Data supplied START
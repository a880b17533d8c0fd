//! An unbalanced BST over keys alone. Nodes are owned strictly from parent to child: the tree
//! owns its root and every node owns its children, with no parent pointers.
//!
//! Insertion and search each come in two flavours, an iterative descent ([`Tree::insert`],
//! [`Tree::find`]) and a recursive one ([`Tree::insert_recursive`], [`Tree::find_recursive`]).
//! Both flavours build and read identical trees.
//!
//! # Examples
//!
//! ```
//! use ordered_tree::tree::Tree;
//!
//! let mut tree = Tree::new();
//!
//! // Nothing in here yet.
//! assert!(tree.find(&1).is_none());
//!
//! tree.insert(5).insert(3).insert(8);
//! assert_eq!(tree.find(&3).map(|node| *node.key()), Some(3));
//!
//! // Inserting an existing key does nothing.
//! tree.insert_recursive(3);
//! assert_eq!(tree.len(), 3);
//!
//! assert_eq!(tree.dfs_in_order(), [&3, &5, &8]);
//! assert_eq!(tree.bfs(), [&5, &3, &8]);
//!
//! // Removing a node returns its key.
//! assert_eq!(tree.remove(&5), Some(5));
//! assert!(tree.find(&5).is_none());
//! assert_eq!(tree.dfs_in_order(), [&3, &8]);
//! ```

mod shape;
mod traverse;

use std::cmp::Ordering;
use std::fmt;
use std::mem;

use crate::node::Node;
use crate::util::{Insertion, Link, Side};

/// An unbalanced Binary Search Tree. This can be used for inserting, finding, and deleting keys.
/// Equal keys are never stored twice.
pub struct Tree<K> {
    root: Link<K>,
    len: usize,
}

impl<K> Default for Tree<K> {
    fn default() -> Self {
        Self::new()
    }
}

impl<K> Drop for Tree<K> {
    fn drop(&mut self) {
        self.clear();
    }
}

impl<K> Clone for Tree<K>
where
    K: Clone,
{
    fn clone(&self) -> Self {
        let mut root = None;
        {
            // Each source node is paired with the empty slot its copy goes into.
            let mut pending: Vec<(&Node<K>, &mut Link<K>)> = Vec::new();
            if let Some(source) = self.root() {
                pending.push((source, &mut root));
            }
            while let Some((source, slot)) = pending.pop() {
                let node = slot.insert(Node::new_boxed(source.key.clone()));
                if let Some(left) = source.left() {
                    pending.push((left, &mut node.left));
                }
                if let Some(right) = source.right() {
                    pending.push((right, &mut node.right));
                }
            }
        }
        Self {
            root,
            len: self.len,
        }
    }
}

impl<K> fmt::Debug for Tree<K>
where
    K: fmt::Debug,
{
    fn fmt(&self, f: &mut fmt::Formatter<'_>) -> fmt::Result {
        // Pre-order is enough to rebuild the shape and, unlike the nested nodes, can be printed
        // without recursing.
        f.debug_struct("Tree")
            .field("len", &self.len)
            .field("pre_order", &self.dfs_pre_order())
            .finish()
    }
}

impl<K> Tree<K> {
    /// Generates a new, empty `Tree`.
    pub fn new() -> Self {
        Self { root: None, len: 0 }
    }

    /// The number of keys in the tree.
    pub fn len(&self) -> usize {
        self.len
    }

    /// Whether the tree holds no keys.
    pub fn is_empty(&self) -> bool {
        self.root.is_none()
    }

    /// The top node of the tree, or `None` if the tree is empty.
    pub fn root(&self) -> Option<&Node<K>> {
        self.root.as_deref()
    }

    /// Removes every node from the tree.
    ///
    /// Nodes are unlinked one at a time so that dropping a tall, list shaped tree doesn't recurse
    /// once per level.
    pub fn clear(&mut self) {
        let mut pending: Vec<Box<Node<K>>> = self.root.take().into_iter().collect();
        while let Some(mut node) = pending.pop() {
            pending.extend(node.left.take());
            pending.extend(node.right.take());
        }
        self.len = 0;
    }

    /// Inserts the key into the tree by walking down from the root in a loop. Inserting a key that
    /// is already present leaves the tree unchanged. Returns the tree so calls can be chained.
    ///
    /// # Examples
    ///
    /// ```
    /// use ordered_tree::tree::Tree;
    ///
    /// let mut tree = Tree::new();
    /// tree.insert(2).insert(1).insert(3).insert(1);
    ///
    /// assert_eq!(tree.len(), 3);
    /// assert_eq!(tree.dfs_pre_order(), [&2, &1, &3]);
    /// ```
    pub fn insert(&mut self, key: K) -> &mut Self
    where
        K: Ord,
    {
        let outcome = Self::insert_iterative(&mut self.root, key);
        self.record(outcome)
    }

    /// Inserts the key into the tree by recursing down from the root. This builds exactly the same
    /// tree as [`insert`](Self::insert) for the same sequence of keys.
    ///
    /// # Examples
    ///
    /// ```
    /// use ordered_tree::tree::Tree;
    ///
    /// let mut looped = Tree::new();
    /// let mut recursed = Tree::new();
    /// for key in [4, 2, 6, 1, 3, 5, 7] {
    ///     looped.insert(key);
    ///     recursed.insert_recursive(key);
    /// }
    ///
    /// assert_eq!(looped.dfs_pre_order(), recursed.dfs_pre_order());
    /// ```
    pub fn insert_recursive(&mut self, key: K) -> &mut Self
    where
        K: Ord,
    {
        let outcome = Self::insert_from(&mut self.root, key);
        self.record(outcome)
    }

    /// Potentially finds the node holding the given key by walking down from the root in a loop.
    /// If no node has the key, `None` is returned.
    ///
    /// # Examples
    ///
    /// ```
    /// use ordered_tree::tree::Tree;
    ///
    /// let mut tree = Tree::new();
    /// tree.insert(1).insert(2);
    ///
    /// let node = tree.find(&1).unwrap();
    /// assert_eq!(node.key(), &1);
    /// assert_eq!(node.right().map(|right| *right.key()), Some(2));
    /// assert!(tree.find(&42).is_none());
    /// ```
    pub fn find(&self, key: &K) -> Option<&Node<K>>
    where
        K: Ord,
    {
        let mut current = self.root();
        while let Some(node) = current {
            current = match key.cmp(&node.key) {
                Ordering::Less => node.left(),
                Ordering::Greater => node.right(),
                Ordering::Equal => return Some(node),
            };
        }
        None
    }

    /// Potentially finds the node holding the given key by recursing down from the root. Always
    /// agrees with [`find`](Self::find).
    pub fn find_recursive(&self, key: &K) -> Option<&Node<K>>
    where
        K: Ord,
    {
        Self::find_from(self.root(), key)
    }

    /// Whether a node holds the given key.
    pub fn contains(&self, key: &K) -> bool
    where
        K: Ord,
    {
        self.find(key).is_some()
    }

    /// Deletes the node containing the given key from the tree and returns the key. If the tree
    /// does not contain a node with the key, nothing happens and `None` is returned.
    ///
    /// A node with two children is not unlinked itself. Instead it takes over the key of its
    /// in-order successor (the smallest key in its right subtree) and the successor is unlinked.
    ///
    /// # Examples
    ///
    /// ```
    /// use ordered_tree::tree::Tree;
    ///
    /// let mut tree = Tree::new();
    /// tree.insert(5).insert(3).insert(8).insert(7);
    ///
    /// assert_eq!(tree.remove(&5), Some(5));
    /// assert_eq!(tree.root().map(|root| *root.key()), Some(7));
    /// assert_eq!(tree.remove(&5), None);
    /// assert_eq!(tree.len(), 3);
    /// ```
    pub fn remove(&mut self, key: &K) -> Option<K>
    where
        K: Ord,
    {
        let removed = Self::slot_of(&mut self.root, key).and_then(Self::unlink);
        match removed {
            Some(_) => self.len -= 1,
            None => {
                #[cfg(feature = "tracing")]
                tracing::trace!(len = self.len, "remove: key not found");
            }
        }
        removed
    }

    fn record(&mut self, outcome: Insertion) -> &mut Self {
        match outcome {
            Insertion::Inserted => {
                self.len += 1;
                #[cfg(feature = "tracing")]
                tracing::trace!(len = self.len, "insert: attached new leaf");
            }
            Insertion::Duplicate => {
                #[cfg(feature = "tracing")]
                tracing::trace!(len = self.len, "insert: duplicate key rejected");
            }
        }
        self
    }

    fn insert_iterative(mut slot: &mut Link<K>, key: K) -> Insertion
    where
        K: Ord,
    {
        while let Some(node) = slot {
            slot = match key.cmp(&node.key) {
                Ordering::Less => &mut node.left,
                Ordering::Greater => &mut node.right,
                Ordering::Equal => return Insertion::Duplicate,
            };
        }
        *slot = Some(Node::new_boxed(key));
        Insertion::Inserted
    }

    /// Recursive helper for [`insert_recursive`](Self::insert_recursive), starting from `slot`.
    fn insert_from(slot: &mut Link<K>, key: K) -> Insertion
    where
        K: Ord,
    {
        match slot {
            None => {
                *slot = Some(Node::new_boxed(key));
                Insertion::Inserted
            }
            Some(node) => match key.cmp(&node.key) {
                Ordering::Less => Self::insert_from(&mut node.left, key),
                Ordering::Greater => Self::insert_from(&mut node.right, key),
                Ordering::Equal => Insertion::Duplicate,
            },
        }
    }

    /// Recursive helper for [`find_recursive`](Self::find_recursive), starting from `node`.
    fn find_from<'a>(node: Option<&'a Node<K>>, key: &K) -> Option<&'a Node<K>>
    where
        K: Ord,
    {
        let node = node?;
        match key.cmp(&node.key) {
            Ordering::Less => Self::find_from(node.left(), key),
            Ordering::Greater => Self::find_from(node.right(), key),
            Ordering::Equal => Some(node),
        }
    }

    /// Walks down from `slot` and returns the slot owning the node with the given key. The
    /// returned slot is always occupied.
    fn slot_of<'a>(mut slot: &'a mut Link<K>, key: &K) -> Option<&'a mut Link<K>>
    where
        K: Ord,
    {
        loop {
            let ordering = key.cmp(&slot.as_deref()?.key);
            let side = match ordering {
                Ordering::Less => Side::Left,
                Ordering::Greater => Side::Right,
                Ordering::Equal => return Some(slot),
            };
            slot = slot.as_mut()?.child_mut(side);
        }
    }

    /// Removes the node owned by `slot`, keeping the subtree below it a valid BST, and returns
    /// the removed key.
    fn unlink(slot: &mut Link<K>) -> Option<K> {
        let target = slot.as_mut()?;
        if target.left.is_some() && target.right.is_some() {
            #[cfg(feature = "tracing")]
            tracing::trace!("remove: two children, splicing out in-order successor");
            let successor = Self::take_leftmost(&mut target.right)?;
            return Some(mem::replace(&mut target.key, successor.key));
        }

        let mut target = slot.take()?;
        #[cfg(feature = "tracing")]
        tracing::trace!(leaf = target.is_leaf(), "remove: node unlinked");
        // At most one child is present. It takes the removed node's place.
        *slot = target.left.take().or_else(|| target.right.take());
        Some(target.key)
    }

    /// Unlinks the leftmost node below `slot`, replacing it with its right child (it has no left
    /// child by construction).
    fn take_leftmost(mut slot: &mut Link<K>) -> Option<Box<Node<K>>> {
        while slot.as_ref()?.left.is_some() {
            slot = &mut slot.as_mut()?.left;
        }
        let mut leftmost = slot.take()?;
        *slot = leftmost.right.take();
        Some(leftmost)
    }
}
//! The nodes a [`Tree`](crate::tree::Tree) is built from.
//!
//! Nodes are only ever handed out by shared reference from a tree, so callers can walk the
//! structure (e.g. after a [`find`](crate::tree::Tree::find)) but cannot rewire it.

use std::fmt;

use crate::util::{Link, Side};

/// A `Node` holds a single key and owns up to two children. A node with no children is a leaf.
pub struct Node<K> {
    pub(crate) key: K,
    pub(crate) left: Link<K>,
    pub(crate) right: Link<K>,
}

impl<K> fmt::Debug for Node<K>
where
    K: fmt::Debug,
{
    /// Shows the children by key only, so formatting never walks the whole subtree.
    fn fmt(&self, f: &mut fmt::Formatter<'_>) -> fmt::Result {
        f.debug_struct("Node")
            .field("key", &self.key)
            .field("left", &self.left().map(Self::key))
            .field("right", &self.right().map(Self::key))
            .finish()
    }
}

impl<K> Node<K> {
    /// Construct a new, childless `Node` on the heap with the given `key`.
    pub(crate) fn new_boxed(key: K) -> Box<Self> {
        Box::new(Self {
            key,
            left: None,
            right: None,
        })
    }

    /// The key stored in this node.
    pub fn key(&self) -> &K {
        &self.key
    }

    /// The root of this node's left subtree, if any. Every key in it is less than
    /// [`key`](Self::key).
    pub fn left(&self) -> Option<&Self> {
        self.left.as_deref()
    }

    /// The root of this node's right subtree, if any. Every key in it is greater than
    /// [`key`](Self::key).
    pub fn right(&self) -> Option<&Self> {
        self.right.as_deref()
    }

    /// Whether this node has no children.
    pub fn is_leaf(&self) -> bool {
        self.left.is_none() && self.right.is_none()
    }

    pub(crate) fn child_mut(&mut self, side: Side) -> &mut Link<K> {
        match side {
            Side::Left => &mut self.left,
            Side::Right => &mut self.right,
        }
    }

    /// The node holding the smallest key in the subtree rooted here.
    pub(crate) fn leftmost(&self) -> &Self {
        let mut current = self;
        while let Some(left) = current.left() {
            current = left;
        }
        current
    }

    /// The node holding the largest key in the subtree rooted here.
    pub(crate) fn rightmost(&self) -> &Self {
        let mut current = self;
        while let Some(right) = current.right() {
            current = right;
        }
        current
    }
}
Data supplied END
Goal of the exercise:
All that is needed is the opening run of the data, given again exactly: please include every line from the first through the line with "impl<K> Default for", both ends kept.

Your solution:
repository a880b17533d8c0fd
//! An unbalanced BST over keys alone. Nodes are owned strictly from parent to child: the tree
//! owns its root and every node owns its children, with no parent pointers.
//!
//! Insertion and search each come in two flavours, an iterative descent ([`Tree::insert`],
//! [`Tree::find`]) and a recursive one ([`Tree::insert_recursive`], [`Tree::find_recursive`]).
//! Both flavours build and read identical trees.
//!
//! # Examples
//!
//! ```
//! use ordered_tree::tree::Tree;
//!
//! let mut tree = Tree::new();
//!
//! // Nothing in here yet.
//! assert!(tree.find(&1).is_none());
//!
//! tree.insert(5).insert(3).insert(8);
//! assert_eq!(tree.find(&3).map(|node| *node.key()), Some(3));
//!
//! // Inserting an existing key does nothing.
//! tree.insert_recursive(3);
//! assert_eq!(tree.len(), 3);
//!
//! assert_eq!(tree.dfs_in_order(), [&3, &5, &8]);
//! assert_eq!(tree.bfs(), [&5, &3, &8]);
//!
//! // Removing a node returns its key.
//! assert_eq!(tree.remove(&5), Some(5));
//! assert!(tree.find(&5).is_none());
//! assert_eq!(tree.dfs_in_order(), [&3, &8]);
//! ```

mod shape;
mod traverse;

use std::cmp::Ordering;
use std::fmt;
use std::mem;

use crate::node::Node;
use crate::util::{Insertion, Link, Side};

/// An unbalanced Binary Search Tree. This can be used for inserting, finding, and deleting keys.
/// Equal keys are never stored twice.
pub struct Tree<K> {
    root: Link<K>,
    len: usize,
}

impl<K> Default for Tree<K> {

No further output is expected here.